3.2 Les prédictions du modèle 

L’intérêt majeur du protocole de Koechlin et coll. (2003) tient en ce qu’il propose des conditions expérimentales distinctes permettant de faire varier, de manière indépendante ou liée, la contribution de ces trois niveaux de contrôle cognitif (sensoriel, contextuel, épisodique). La mise en œuvre de l’un ou l’autre de ces contrôles a un coût variable, que le formalisme mathématique de la Théorie de l’Information (Shannon, 1948) permet de quantifier en valeurs objectives. Nous avons vu que le contrôle cognitif avait pour fonction d’assurer la sélection d’une réponse appropriée parmi un ensemble d’actions possibles, et cela, en vertu de signaux « de contrôle » de types potentiellement distincts (sensoriel et/ou contextuel et/ou épisodique). Or, il a été montré que le coût – ou la complexité – du contrôle cognitif co-variait avec le poids de l’information véhiculée par ces signaux de contrôle (Berlyne, 1957). La valeur de cette information est, dans la théorie de Shannon, une fonction logarithmique de la fréquence inverse avec laquelle une association Stimulus-Réponse est habituellement sélectionnée parmi un ensemble d’associations possibles de même type, pour un signal de contrôle donné4 (Koechlin et al., 2003). La complexité du contrôle sollicité dépend donc étroitement de la valeur de cette information. Dans le formalisme de la Théorie de l’Information, cette valeur est quantifiée en unités de mesure discrètes, et additionnables, les « bits » (binary digits). Le modèle en « cascade » de Koechlin et collaborateurs prédit qu’une sollicitation accrue des différents types de contrôle – i.e. une augmentation de leur valeur associée – devrait accroître les temps de réaction des participants et, dans le cas d’une perturbation localisée pour l’un ou l’autre niveau de la hiérarchie, les taux d’erreurs devraient augmenter en conséquence. L’expérience princeps réalisée par les auteurs sur des sujets sains a largement vérifié ces prédictions (Koechlin et al., 2003).

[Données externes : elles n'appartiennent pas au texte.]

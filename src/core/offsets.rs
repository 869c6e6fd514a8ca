//! Structure offset database for different kernel versions
//!
//! These are x86-64 fallbacks for captures analyzed without a dwarf2json file. Offsets
//! from a dwarf2json file always win (see `SymbolResolver::get_struct_field_offset`).
use std::collections::HashMap;

#[derive(Debug, Clone, PartialEq)]
pub struct KernelVersion {
    pub major: u32,
    pub minor: u32,
    pub patch: u32,
    pub extra: String, // Additional version info like "-generic"
}

impl std::fmt::Display for KernelVersion {
    fn fmt(&self, f: &mut std::fmt::Formatter<'_>) -> std::fmt::Result {
        write!(
            f,
            "{}.{}.{}{}",
            self.major, self.minor, self.patch, self.extra
        )
    }
}

/// task_struct offsets that move between releases: pid, comm, tasks, fs, files
struct TaskOffsets {
    pid: usize,
    comm: usize,
    tasks: usize,
    fs: usize,
    files: usize,
}

const TASK_4_19: TaskOffsets = TaskOffsets {
    pid: 0x318,
    comm: 0x498,
    tasks: 0x0,
    fs: 0x638,
    files: 0x640,
};

const TASK_5_4: TaskOffsets = TaskOffsets {
    pid: 0x320,
    comm: 0x4a0,
    tasks: 0x0,
    fs: 0x6b0,
    files: 0x6b8,
};

const TASK_5_15: TaskOffsets = TaskOffsets {
    pid: 0x328,
    comm: 0x4a8,
    tasks: 0x0,
    fs: 0x6f0,
    files: 0x6f8,
};

const TASK_6_1: TaskOffsets = TaskOffsets {
    pid: 0x330,
    comm: 0x4b0,
    tasks: 0x0,
    fs: 0x740,
    files: 0x748,
};

/// Layouts of the VFS structures the lsof walk reads. Stable across 4.19 to 6.1 on x86-64.
const VFS_OFFSETS: &[(&str, &str, usize)] = &[
    ("files_struct", "fdt", 0x20),
    ("fdtable", "max_fds", 0x0),
    ("fdtable", "fd", 0x8),
    ("file", "f_path", 0x10),
    ("file", "f_mode", 0x44),
    ("path", "mnt", 0x0),
    ("path", "dentry", 0x8),
    ("dentry", "d_hash", 0x8),
    ("dentry", "d_parent", 0x18),
    ("dentry", "d_name", 0x20),
    ("dentry", "d_inode", 0x30),
    ("hlist_bl_node", "pprev", 0x8),
    ("qstr", "len", 0x4),
    ("qstr", "name", 0x8),
    ("inode", "i_ino", 0x40),
    ("fs_struct", "root", 0x18),
    ("mount", "mnt_parent", 0x10),
    ("mount", "mnt_mountpoint", 0x18),
    ("mount", "mnt", 0x20),
    ("vfsmount", "mnt_root", 0x0),
];

/// Structure to hold offset information for different kernel versions
pub struct StructureOffsets {
    kernel_version: Option<KernelVersion>,
    offsets: HashMap<String, HashMap<String, usize>>,
}

impl StructureOffsets {
    pub fn new() -> Self {
        Self {
            kernel_version: None,
            offsets: HashMap::new(),
        }
    }

    /// Get offsets for a specific kernel version
    pub fn for_kernel(version: &KernelVersion) -> Self {
        let mut db = Self::new();
        db.kernel_version = Some(version.clone());

        let task = match (version.major, version.minor) {
            (4, 19) => &TASK_4_19,
            (5, 4) => &TASK_5_4,
            (5, 15) => &TASK_5_15,
            (6, 1) => &TASK_6_1,
            _ => &TASK_5_15,
        };
        db.load(task);
        db
    }

    fn load(&mut self, task: &TaskOffsets) {
        self.insert("task_struct", "pid", task.pid);
        self.insert("task_struct", "comm", task.comm);
        self.insert("task_struct", "tasks", task.tasks);
        self.insert("task_struct", "fs", task.fs);
        self.insert("task_struct", "files", task.files);

        for &(struct_name, field_name, offset) in VFS_OFFSETS {
            self.insert(struct_name, field_name, offset);
        }
    }

    fn insert(&mut self, struct_name: &str, field_name: &str, offset: usize) {
        self.offsets
            .entry(struct_name.to_string())
            .or_default()
            .insert(field_name.to_string(), offset);
    }

    /// Get the offset of a field within a structure
    pub fn get_offset(&self, struct_name: &str, field_name: &str) -> Option<usize> {
        self.offsets.get(struct_name)?.get(field_name).copied()
    }

    pub fn get_kernel_version(&self) -> Option<&KernelVersion> {
        self.kernel_version.as_ref()
    }
}

/// Offset used when neither dwarf2json nor a version table knows the field
pub fn default_offset(struct_name: &str, field_name: &str) -> Option<usize> {
    match (struct_name, field_name) {
        ("task_struct", "pid") => Some(TASK_5_15.pid),
        ("task_struct", "comm") => Some(TASK_5_15.comm),
        ("task_struct", "tasks") => Some(TASK_5_15.tasks),
        ("task_struct", "fs") => Some(TASK_5_15.fs),
        ("task_struct", "files") => Some(TASK_5_15.files),
        _ => VFS_OFFSETS
            .iter()
            .find(|(s, f, _)| *s == struct_name && *f == field_name)
            .map(|&(_, _, offset)| offset),
    }
}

Une analyse détaillée de ces taux d’erreurs et de ces latences offre donc la possibilité d’évaluer dans le détail les performances des participants pour chacun des trois niveaux de contrôle sollicités ; partant, elle pourrait nous permettre d’identifier de manière précise le niveau de contrôle cognitif éventuellement déficitaire dans la schizophrénie. Or, malgré une littérature considérable sur les altérations des fonctions exécutives dans la pathologie, l’architecture du système de contrôle qui sous-tend la mise en œuvre de ces fonctions n’a jamais été évaluée.

Notes
4.

Ainsi, une association S-R fréquemment mise en œuvre requerra un contrôle peu coûteux (sinon nul dans le cas des routines d’action, par exemple).